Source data

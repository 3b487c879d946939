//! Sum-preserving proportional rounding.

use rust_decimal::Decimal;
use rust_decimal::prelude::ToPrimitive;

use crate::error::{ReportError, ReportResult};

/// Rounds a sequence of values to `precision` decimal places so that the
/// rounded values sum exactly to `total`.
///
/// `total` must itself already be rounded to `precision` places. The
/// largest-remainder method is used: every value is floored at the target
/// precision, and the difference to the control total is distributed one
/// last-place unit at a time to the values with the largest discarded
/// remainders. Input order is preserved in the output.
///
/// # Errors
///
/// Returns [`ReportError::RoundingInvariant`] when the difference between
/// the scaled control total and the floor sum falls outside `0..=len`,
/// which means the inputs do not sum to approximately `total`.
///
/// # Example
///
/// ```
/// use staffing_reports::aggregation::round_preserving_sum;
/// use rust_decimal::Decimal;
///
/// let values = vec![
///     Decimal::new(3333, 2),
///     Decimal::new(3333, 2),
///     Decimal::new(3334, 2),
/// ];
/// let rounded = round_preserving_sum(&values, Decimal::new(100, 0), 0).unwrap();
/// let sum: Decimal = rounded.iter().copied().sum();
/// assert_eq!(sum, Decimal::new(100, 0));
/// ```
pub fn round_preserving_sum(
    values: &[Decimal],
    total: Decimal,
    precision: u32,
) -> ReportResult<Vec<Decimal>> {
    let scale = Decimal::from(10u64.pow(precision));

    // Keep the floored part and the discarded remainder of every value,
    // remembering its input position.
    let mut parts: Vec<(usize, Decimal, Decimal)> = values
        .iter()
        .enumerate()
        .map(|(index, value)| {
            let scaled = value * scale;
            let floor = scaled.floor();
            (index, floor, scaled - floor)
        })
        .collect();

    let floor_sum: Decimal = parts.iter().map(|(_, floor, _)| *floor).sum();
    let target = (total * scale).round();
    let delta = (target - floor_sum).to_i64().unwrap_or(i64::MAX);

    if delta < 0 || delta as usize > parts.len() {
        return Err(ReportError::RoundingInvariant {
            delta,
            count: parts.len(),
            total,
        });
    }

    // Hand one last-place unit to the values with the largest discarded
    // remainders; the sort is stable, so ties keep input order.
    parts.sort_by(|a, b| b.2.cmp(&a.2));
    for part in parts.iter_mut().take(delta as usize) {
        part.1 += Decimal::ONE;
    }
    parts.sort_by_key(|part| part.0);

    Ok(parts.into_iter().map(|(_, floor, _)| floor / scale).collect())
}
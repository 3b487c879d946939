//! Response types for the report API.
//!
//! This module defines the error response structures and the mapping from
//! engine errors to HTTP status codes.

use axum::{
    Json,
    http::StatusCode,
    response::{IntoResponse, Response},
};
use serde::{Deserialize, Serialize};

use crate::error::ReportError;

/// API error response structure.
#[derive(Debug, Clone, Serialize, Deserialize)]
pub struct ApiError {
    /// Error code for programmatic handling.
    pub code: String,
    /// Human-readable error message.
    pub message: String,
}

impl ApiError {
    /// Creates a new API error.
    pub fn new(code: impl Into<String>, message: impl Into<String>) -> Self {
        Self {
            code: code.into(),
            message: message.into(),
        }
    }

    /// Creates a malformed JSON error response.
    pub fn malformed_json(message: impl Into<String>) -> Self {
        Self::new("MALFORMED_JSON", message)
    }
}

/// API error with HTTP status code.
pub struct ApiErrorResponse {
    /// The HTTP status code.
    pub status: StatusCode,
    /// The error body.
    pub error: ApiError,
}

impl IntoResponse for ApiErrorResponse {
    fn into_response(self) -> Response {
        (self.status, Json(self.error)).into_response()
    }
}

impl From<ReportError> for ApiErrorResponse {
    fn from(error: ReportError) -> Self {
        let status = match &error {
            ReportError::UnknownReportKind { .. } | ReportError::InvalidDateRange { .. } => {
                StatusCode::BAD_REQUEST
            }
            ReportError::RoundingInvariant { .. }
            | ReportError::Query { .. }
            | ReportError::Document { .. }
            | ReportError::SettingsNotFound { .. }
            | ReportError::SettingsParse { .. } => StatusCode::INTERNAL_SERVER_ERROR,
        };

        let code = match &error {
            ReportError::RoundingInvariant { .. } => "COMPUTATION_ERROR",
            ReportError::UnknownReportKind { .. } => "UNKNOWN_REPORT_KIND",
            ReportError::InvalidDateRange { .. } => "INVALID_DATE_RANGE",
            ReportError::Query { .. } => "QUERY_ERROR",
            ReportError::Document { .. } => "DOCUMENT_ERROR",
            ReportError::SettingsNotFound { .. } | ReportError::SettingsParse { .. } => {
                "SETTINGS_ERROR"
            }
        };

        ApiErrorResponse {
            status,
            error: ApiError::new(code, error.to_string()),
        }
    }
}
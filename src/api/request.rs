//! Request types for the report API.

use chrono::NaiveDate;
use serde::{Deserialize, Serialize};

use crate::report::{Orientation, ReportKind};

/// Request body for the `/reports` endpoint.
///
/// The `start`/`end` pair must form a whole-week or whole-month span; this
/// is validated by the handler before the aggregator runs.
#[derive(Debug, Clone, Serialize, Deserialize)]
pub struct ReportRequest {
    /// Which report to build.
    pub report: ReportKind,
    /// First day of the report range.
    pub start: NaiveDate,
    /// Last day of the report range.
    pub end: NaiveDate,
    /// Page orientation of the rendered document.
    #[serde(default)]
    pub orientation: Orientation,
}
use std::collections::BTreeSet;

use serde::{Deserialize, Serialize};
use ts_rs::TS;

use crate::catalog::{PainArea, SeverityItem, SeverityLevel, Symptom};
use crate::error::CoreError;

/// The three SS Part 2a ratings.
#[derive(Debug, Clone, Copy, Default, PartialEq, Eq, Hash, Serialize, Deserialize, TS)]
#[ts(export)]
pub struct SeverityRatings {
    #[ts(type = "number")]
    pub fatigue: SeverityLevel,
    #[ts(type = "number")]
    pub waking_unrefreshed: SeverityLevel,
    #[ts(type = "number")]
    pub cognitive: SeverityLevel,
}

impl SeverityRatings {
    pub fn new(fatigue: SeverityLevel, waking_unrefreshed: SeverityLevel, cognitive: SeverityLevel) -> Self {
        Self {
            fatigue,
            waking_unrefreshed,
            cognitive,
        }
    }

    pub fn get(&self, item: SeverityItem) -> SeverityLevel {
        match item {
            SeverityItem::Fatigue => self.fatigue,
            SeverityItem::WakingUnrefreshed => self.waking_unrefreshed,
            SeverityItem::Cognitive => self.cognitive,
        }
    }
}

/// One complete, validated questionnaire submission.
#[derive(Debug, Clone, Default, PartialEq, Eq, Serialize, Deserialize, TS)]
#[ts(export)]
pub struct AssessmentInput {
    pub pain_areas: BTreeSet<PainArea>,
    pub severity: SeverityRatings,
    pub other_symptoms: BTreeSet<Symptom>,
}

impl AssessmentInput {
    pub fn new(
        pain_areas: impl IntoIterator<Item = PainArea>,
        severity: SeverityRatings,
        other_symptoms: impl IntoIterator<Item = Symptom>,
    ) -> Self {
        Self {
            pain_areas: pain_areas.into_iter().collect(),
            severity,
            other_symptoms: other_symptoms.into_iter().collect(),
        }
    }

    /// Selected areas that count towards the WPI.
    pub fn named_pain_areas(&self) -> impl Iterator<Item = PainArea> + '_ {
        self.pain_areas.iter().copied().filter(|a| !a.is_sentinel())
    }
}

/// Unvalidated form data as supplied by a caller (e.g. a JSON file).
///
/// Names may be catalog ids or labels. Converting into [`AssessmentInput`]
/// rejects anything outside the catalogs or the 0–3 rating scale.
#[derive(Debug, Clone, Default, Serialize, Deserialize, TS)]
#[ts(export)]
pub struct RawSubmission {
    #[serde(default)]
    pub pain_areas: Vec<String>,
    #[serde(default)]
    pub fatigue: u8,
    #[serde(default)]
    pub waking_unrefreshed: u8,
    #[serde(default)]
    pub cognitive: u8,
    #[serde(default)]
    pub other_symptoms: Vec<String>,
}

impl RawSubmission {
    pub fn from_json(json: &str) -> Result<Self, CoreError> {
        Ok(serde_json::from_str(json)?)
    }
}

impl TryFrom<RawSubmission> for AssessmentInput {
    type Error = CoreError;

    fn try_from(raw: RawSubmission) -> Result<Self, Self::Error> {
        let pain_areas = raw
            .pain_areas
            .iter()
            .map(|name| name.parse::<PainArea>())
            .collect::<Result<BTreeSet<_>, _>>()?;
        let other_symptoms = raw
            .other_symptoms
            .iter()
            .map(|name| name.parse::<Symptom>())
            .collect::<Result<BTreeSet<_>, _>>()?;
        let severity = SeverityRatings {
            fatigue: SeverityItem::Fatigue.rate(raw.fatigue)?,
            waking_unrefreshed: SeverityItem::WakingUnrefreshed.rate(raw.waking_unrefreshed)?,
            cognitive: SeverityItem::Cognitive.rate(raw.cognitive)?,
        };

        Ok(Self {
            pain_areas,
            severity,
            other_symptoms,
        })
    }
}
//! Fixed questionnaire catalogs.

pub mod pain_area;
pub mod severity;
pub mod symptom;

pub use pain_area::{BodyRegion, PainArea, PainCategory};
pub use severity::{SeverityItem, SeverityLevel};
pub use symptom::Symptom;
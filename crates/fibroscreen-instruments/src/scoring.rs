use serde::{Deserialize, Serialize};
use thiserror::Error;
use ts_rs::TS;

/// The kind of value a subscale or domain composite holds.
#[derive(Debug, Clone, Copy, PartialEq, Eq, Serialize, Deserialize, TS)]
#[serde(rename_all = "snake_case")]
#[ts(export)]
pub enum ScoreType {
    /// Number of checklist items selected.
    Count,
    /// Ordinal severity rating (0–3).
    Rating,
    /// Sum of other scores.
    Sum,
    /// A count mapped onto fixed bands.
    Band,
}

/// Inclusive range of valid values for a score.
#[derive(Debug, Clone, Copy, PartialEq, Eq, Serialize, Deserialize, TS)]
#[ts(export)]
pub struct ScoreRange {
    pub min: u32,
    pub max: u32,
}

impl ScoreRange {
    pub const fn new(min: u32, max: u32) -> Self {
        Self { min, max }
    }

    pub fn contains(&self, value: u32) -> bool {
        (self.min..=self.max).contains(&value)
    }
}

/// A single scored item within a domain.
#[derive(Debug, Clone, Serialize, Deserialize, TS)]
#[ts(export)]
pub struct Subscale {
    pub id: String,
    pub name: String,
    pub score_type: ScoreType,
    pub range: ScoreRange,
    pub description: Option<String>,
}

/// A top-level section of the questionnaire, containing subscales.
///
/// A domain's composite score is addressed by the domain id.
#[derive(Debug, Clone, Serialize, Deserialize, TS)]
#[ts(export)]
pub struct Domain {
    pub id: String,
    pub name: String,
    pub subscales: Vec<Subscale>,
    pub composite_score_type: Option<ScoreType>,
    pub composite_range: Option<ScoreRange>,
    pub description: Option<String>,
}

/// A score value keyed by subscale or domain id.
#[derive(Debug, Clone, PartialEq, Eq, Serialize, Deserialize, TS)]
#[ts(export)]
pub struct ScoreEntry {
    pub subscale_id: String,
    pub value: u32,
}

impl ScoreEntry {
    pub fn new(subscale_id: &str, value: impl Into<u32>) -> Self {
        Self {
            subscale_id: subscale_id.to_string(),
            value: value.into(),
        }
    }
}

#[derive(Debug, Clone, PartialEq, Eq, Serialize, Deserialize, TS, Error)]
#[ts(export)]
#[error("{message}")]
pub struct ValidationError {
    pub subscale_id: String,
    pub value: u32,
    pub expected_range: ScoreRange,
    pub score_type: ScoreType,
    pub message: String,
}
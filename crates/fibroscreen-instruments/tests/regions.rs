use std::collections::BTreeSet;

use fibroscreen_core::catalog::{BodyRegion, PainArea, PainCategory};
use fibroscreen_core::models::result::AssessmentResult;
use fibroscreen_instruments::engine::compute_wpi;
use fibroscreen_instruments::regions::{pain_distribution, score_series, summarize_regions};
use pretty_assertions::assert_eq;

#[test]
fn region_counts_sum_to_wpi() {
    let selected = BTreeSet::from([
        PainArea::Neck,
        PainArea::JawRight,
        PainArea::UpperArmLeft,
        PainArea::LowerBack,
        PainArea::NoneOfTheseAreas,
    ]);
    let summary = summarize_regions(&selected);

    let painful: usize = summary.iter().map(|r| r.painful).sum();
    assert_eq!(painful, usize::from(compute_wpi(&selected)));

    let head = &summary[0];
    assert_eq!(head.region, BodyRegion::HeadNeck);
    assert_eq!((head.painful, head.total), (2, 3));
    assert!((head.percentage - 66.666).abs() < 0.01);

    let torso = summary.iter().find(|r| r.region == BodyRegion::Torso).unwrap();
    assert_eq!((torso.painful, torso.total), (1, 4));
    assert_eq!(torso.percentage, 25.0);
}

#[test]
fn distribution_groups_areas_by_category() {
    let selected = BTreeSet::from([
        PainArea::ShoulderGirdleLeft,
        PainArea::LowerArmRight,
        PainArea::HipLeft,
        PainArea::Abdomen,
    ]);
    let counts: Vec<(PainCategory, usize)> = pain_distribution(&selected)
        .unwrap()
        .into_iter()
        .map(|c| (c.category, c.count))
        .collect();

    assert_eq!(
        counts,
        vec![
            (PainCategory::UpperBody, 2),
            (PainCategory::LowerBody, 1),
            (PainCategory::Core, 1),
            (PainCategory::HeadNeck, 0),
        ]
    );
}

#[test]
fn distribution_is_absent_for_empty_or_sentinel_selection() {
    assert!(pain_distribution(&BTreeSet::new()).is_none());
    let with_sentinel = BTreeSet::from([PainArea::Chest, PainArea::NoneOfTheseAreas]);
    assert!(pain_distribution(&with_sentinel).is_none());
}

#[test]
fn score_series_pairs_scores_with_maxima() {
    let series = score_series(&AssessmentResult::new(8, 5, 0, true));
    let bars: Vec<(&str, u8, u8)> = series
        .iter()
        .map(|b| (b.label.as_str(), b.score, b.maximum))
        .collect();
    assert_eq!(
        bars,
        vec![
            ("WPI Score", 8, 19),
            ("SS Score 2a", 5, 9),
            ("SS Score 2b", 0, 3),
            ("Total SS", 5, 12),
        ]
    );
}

Assigned task — What is needed is every line of the records that contains the word "cognitive".

Response for this exercise —
    pub cognitive: SeverityLevel,
    pub fn new(fatigue: SeverityLevel, waking_unrefreshed: SeverityLevel, cognitive: SeverityLevel) -> Self {
            cognitive,
            SeverityItem::Cognitive => self.cognitive,
    pub cognitive: u8,
            cognitive: SeverityItem::Cognitive.rate(raw.cognitive)?,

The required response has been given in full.